2 YAŞINDAKİ RODİN EVİN TEK PATRONU
Gelelim Rodin Bey eve geldikten sonra hayatlarının
nasıl değiştiğine: “Annenin hamilelik sürecinin bebeği de
etkilediğini kendi gözlerimle gördüm. Ben çok sakin bir hamilelik
geçirdim. İçimde bir canlının büyüdüğünün farkında olarak, müziğe,
yemeğe, spora, gezmeye, yani her şeye vakit ayırdım. Rodin de
doğumundan beri çok sakin bir bebek. Ama onu kucağıma aldığım anda
hissettiğim sorumluluk duygusuyla başa çıkmayı öğrenmek biraz
zamanımı aldı.”
Kız arkadaş grubunda ilk evlenen ve ilk anne olan Bilgin, Rodin’i
doğruduğu gün hastane odasında yatarken kız arkadaşlarının onu
ziyarete geldikleri anı hiç unutamadığını söylüyor: “Ben
yatıyorum, Rodin’de yanı başımda. İçeriye beş kız arkadaşım girdi.
Cumartesi gecesiydi. Hepsi makyaj yapmış, saçlar yapılı, mini
etekler üzerlerinde. Belli ki bir yerlere gidilecek, gitmeden bana
uğramışlar. ‘Belçim, çok tatlı görünüyor’ diyorlar, ama gözlerinde
‘Ah bu şimdi ne yapacak?’ ifadesi... Öptüler ve gittiler. O anda
büyük bir değişim yaşadığımı fark ettim.”
Rodin’in doğumunun ardından Bilgin’in Ankara’da yaşayan anne ve
babası İstanbul’a taşınmış. Rodin’in dadısı doğumdan aylar önce
katılmış aralarına. Elbirliğiyle yeni bir düzen oluşturmuşlar evde.

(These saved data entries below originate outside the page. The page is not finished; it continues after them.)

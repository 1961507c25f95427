//! Mapping decoded glyphs to drawing plans.
//!
//! The block and shape characters BBS art is built from are drawn
//! procedurally instead of through a font, so adjacent cells tile without
//! seams and the per-half coloring of full-width cells stays exact.

/// Apex direction for the full-cell triangles.
#[derive(Debug, Clone, Copy, PartialEq, Eq)]
pub enum Direction {
    Up,
    Down,
}

/// Which corner a right-triangle fills.
#[derive(Debug, Clone, Copy, PartialEq, Eq)]
pub enum Corner {
    UpperLeft,
    UpperRight,
    LowerLeft,
    LowerRight,
}

/// The drawing plan for one glyph.
#[derive(Debug, Clone, Copy, PartialEq, Eq)]
pub enum Shape {
    /// Foreground fills the whole cell.
    Solid,
    /// Bottom-anchored bar, `eighths`/8 of the cell height (1..=7).
    TallBar { eighths: u8 },
    /// Left-anchored bar, `eighths`/8 of the cell width (1..=7).
    WideBar { eighths: u8 },
    /// Full-cell triangle.
    Triangle(Direction),
    /// Right triangle filling half the cell.
    CornerTriangle(Corner),
    /// Quadrilateral on the four edge midpoints.
    Diamond,
    /// Anything else: render through the font.
    Text,
}

impl Shape {
    /// Resolve the plan for a decoded cell text.
    ///
    /// Only exact single-character matches get a procedural shape; multi-char
    /// fallbacks and ordinary text go through the font.
    pub fn for_text(text: &str) -> Shape {
        let mut chars = text.chars();
        match (chars.next(), chars.next()) {
            (Some(c), None) => Self::for_char(c),
            _ => Shape::Text,
        }
    }

    fn for_char(c: char) -> Shape {
        match c {
            '█' => Shape::Solid,
            '▁' => Shape::TallBar { eighths: 1 },
            '▂' => Shape::TallBar { eighths: 2 },
            '▃' => Shape::TallBar { eighths: 3 },
            '▄' => Shape::TallBar { eighths: 4 },
            '▅' => Shape::TallBar { eighths: 5 },
            '▆' => Shape::TallBar { eighths: 6 },
            '▇' => Shape::TallBar { eighths: 7 },
            '▏' => Shape::WideBar { eighths: 1 },
            '▎' => Shape::WideBar { eighths: 2 },
            '▍' => Shape::WideBar { eighths: 3 },
            '▌' => Shape::WideBar { eighths: 4 },
            '▋' => Shape::WideBar { eighths: 5 },
            '▊' => Shape::WideBar { eighths: 6 },
            '▉' => Shape::WideBar { eighths: 7 },
            '▲' => Shape::Triangle(Direction::Up),
            '▼' => Shape::Triangle(Direction::Down),
            '◤' => Shape::CornerTriangle(Corner::UpperLeft),
            '◥' => Shape::CornerTriangle(Corner::UpperRight),
            '◣' => Shape::CornerTriangle(Corner::LowerLeft),
            '◢' => Shape::CornerTriangle(Corner::LowerRight),
            '◆' => Shape::Diamond,
            _ => Shape::Text,
        }
    }
}

#[cfg(test)]
mod tests {
    use super::*;

    #[test]
    fn test_block_glyphs() {
        assert_eq!(Shape::for_text("█"), Shape::Solid);
        assert_eq!(Shape::for_text("▄"), Shape::TallBar { eighths: 4 });
        assert_eq!(Shape::for_text("▌"), Shape::WideBar { eighths: 4 });
    }

    #[test]
    fn test_triangles_and_diamond() {
        assert_eq!(Shape::for_text("▲"), Shape::Triangle(Direction::Up));
        assert_eq!(Shape::for_text("▼"), Shape::Triangle(Direction::Down));
        assert_eq!(
            Shape::for_text("◣"),
            Shape::CornerTriangle(Corner::LowerLeft)
        );
        assert_eq!(Shape::for_text("◆"), Shape::Diamond);
    }

    #[test]
    fn test_everything_else_is_text() {
        assert_eq!(Shape::for_text("中"), Shape::Text);
        assert_eq!(Shape::for_text("A"), Shape::Text);
        // raw-byte fallback pairs are two chars and never match a shape
        assert_eq!(Shape::for_text("\u{80}A"), Shape::Text);
        assert_eq!(Shape::for_text(""), Shape::Text);
    }
}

İki yaşına gelen küçük bey, artık evin tek patronu. Yılmaz
Erdoğan’ın çalışma odasının önüne bir kapı eklenmiş o yürüdükten
sonra. Kalabalık bir evde büyüyeceği gerçeğine alıştırmak için ilk
günden müzik sesiyle tanışması sağlanmış. Şimdi ne kadar ses olursa
olsun uyuyabiliyor. Onunla gittikleri yaz tatilleri, hafta
sonlarının her dakikası paha biçilmez... Şarkı söylemeye bayılıyor
minik adam. Tıpkı Bilgin’in dört yaşına kadarki saçları gibi
Rodin’inkiler de sapsarı. Yakın tarihte Levent’te Fransızca bir
yuvaya da başlamış.
Her şey masal gibi ama bir süre için Rodin’e yeni bir kardeş
gelmeyecek. Çünkü şimdilerde sırada kariyerini ve kendini biraz
daha şekillendirmek var gündemunde. Çoktan başlamış bile. Zaten
hamilelik kilolarını dert etmeyerek kısa sürede veren, harika
görünen biri olarak anlatıyor bunları.
MONICA BELLUCCİ ADININ HAKKINI VERİYOR
Bu yoğunluk arasında, arada bir de Monica Belluci’ye
ev sahipliği yaptığı hatırlatıldığı zaman bir kahkaha atıyor.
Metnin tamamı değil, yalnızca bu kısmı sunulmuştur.